(Collected data entries)
+ + +

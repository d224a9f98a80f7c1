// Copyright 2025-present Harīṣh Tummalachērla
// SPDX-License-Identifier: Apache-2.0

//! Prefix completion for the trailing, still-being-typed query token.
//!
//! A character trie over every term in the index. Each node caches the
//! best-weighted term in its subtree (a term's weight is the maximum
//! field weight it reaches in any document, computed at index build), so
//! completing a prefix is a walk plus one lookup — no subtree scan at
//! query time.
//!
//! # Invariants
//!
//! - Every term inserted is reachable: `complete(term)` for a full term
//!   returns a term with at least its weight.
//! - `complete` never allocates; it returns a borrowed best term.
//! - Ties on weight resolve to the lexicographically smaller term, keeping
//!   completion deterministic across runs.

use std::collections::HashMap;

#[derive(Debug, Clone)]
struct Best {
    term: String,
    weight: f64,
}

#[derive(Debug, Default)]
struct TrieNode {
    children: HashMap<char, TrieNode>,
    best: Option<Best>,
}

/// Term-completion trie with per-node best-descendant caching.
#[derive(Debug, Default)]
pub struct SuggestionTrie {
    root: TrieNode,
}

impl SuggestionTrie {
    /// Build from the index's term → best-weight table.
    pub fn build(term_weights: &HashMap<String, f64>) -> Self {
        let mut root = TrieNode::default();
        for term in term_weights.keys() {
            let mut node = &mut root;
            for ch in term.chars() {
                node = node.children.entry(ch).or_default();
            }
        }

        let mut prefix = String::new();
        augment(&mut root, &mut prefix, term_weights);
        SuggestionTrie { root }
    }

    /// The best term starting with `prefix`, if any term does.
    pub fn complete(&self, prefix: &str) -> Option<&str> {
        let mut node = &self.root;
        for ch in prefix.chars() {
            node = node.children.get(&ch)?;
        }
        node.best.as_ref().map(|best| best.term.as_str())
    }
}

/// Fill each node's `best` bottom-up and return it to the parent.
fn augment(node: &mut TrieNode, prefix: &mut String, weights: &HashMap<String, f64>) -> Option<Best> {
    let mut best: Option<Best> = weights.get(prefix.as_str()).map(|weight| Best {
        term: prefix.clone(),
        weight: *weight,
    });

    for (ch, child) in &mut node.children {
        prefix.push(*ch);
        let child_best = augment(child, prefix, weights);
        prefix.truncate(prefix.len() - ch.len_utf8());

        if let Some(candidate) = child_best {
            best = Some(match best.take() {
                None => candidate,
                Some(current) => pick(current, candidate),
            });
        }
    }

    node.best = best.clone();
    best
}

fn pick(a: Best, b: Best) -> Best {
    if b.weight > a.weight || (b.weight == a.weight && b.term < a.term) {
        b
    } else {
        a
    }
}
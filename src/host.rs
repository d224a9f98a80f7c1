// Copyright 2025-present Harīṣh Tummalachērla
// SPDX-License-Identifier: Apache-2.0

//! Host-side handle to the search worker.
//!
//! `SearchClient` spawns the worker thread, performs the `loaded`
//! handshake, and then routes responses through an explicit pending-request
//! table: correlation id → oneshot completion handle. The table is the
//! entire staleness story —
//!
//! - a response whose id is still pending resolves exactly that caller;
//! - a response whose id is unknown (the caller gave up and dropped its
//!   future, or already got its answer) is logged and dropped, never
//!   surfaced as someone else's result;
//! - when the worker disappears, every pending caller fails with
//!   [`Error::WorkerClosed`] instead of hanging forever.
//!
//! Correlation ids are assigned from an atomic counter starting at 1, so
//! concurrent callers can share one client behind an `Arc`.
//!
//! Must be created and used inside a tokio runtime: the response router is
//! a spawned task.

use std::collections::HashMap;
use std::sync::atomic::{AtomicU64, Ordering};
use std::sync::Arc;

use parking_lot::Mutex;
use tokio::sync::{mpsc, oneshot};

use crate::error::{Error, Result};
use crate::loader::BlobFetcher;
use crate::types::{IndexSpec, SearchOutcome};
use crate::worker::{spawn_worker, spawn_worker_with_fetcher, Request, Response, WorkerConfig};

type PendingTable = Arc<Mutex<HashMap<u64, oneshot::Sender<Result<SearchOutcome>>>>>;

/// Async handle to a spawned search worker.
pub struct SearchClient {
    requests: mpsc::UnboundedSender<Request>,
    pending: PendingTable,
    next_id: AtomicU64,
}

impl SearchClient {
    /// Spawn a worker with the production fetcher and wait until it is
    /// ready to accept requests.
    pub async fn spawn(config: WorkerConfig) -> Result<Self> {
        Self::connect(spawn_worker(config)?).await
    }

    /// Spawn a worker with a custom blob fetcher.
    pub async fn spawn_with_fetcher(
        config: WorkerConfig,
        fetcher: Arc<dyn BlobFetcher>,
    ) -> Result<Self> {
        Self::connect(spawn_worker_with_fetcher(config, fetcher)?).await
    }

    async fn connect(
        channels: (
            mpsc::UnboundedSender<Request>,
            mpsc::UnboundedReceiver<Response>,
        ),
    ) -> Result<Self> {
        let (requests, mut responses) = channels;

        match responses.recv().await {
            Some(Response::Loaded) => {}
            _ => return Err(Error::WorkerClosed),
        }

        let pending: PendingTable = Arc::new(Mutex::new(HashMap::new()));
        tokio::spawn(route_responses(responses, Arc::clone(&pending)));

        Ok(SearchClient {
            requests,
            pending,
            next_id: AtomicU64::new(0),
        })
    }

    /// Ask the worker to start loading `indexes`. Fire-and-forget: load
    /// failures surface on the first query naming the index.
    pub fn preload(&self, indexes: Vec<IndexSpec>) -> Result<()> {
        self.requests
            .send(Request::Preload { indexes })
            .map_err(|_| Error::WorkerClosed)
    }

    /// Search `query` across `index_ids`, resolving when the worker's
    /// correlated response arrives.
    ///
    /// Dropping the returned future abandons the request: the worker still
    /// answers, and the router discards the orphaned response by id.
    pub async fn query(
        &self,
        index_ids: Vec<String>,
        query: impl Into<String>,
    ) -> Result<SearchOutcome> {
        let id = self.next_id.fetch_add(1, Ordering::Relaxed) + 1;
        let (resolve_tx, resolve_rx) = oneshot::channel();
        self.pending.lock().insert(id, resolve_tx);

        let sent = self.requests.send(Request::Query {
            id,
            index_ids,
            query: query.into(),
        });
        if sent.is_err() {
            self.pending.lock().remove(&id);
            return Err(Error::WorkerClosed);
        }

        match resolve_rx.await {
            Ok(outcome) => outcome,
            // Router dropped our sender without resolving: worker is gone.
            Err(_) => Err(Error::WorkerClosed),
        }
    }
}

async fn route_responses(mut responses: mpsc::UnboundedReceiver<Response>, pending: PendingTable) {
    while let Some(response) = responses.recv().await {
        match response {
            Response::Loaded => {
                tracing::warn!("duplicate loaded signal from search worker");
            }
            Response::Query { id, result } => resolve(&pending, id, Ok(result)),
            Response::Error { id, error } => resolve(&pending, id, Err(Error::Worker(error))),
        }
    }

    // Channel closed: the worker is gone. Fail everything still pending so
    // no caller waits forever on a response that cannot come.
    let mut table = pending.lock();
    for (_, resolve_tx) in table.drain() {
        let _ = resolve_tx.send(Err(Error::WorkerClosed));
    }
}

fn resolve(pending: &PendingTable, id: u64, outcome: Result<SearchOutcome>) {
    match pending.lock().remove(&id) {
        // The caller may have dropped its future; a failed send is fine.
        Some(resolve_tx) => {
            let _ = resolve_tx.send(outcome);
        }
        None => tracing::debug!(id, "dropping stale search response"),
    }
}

+ + +

— AIM OF THE TASK —
Extract exactly and only the lines above from the line containing "staleness story —" through the line containing "to accept requests.", both end lines included.

— ANSWER TO THE EXERCISE —
//! entire staleness story —
//!
//! - a response whose id is still pending resolves exactly that caller;
//! - a response whose id is unknown (the caller gave up and dropped its
//!   future, or already got its answer) is logged and dropped, never
//!   surfaced as someone else's result;
//! - when the worker disappears, every pending caller fails with
//!   [`Error::WorkerClosed`] instead of hanging forever.
//!
//! Correlation ids are assigned from an atomic counter starting at 1, so
//! concurrent callers can share one client behind an `Arc`.
//!
//! Must be created and used inside a tokio runtime: the response router is
//! a spawned task.

use std::collections::HashMap;
use std::sync::atomic::{AtomicU64, Ordering};
use std::sync::Arc;

use parking_lot::Mutex;
use tokio::sync::{mpsc, oneshot};

use crate::error::{Error, Result};
use crate::loader::BlobFetcher;
use crate::types::{IndexSpec, SearchOutcome};
use crate::worker::{spawn_worker, spawn_worker_with_fetcher, Request, Response, WorkerConfig};

type PendingTable = Arc<Mutex<HashMap<u64, oneshot::Sender<Result<SearchOutcome>>>>>;

/// Async handle to a spawned search worker.
pub struct SearchClient {
    requests: mpsc::UnboundedSender<Request>,
    pending: PendingTable,
    next_id: AtomicU64,
}

impl SearchClient {
    /// Spawn a worker with the production fetcher and wait until it is
    /// ready to accept requests.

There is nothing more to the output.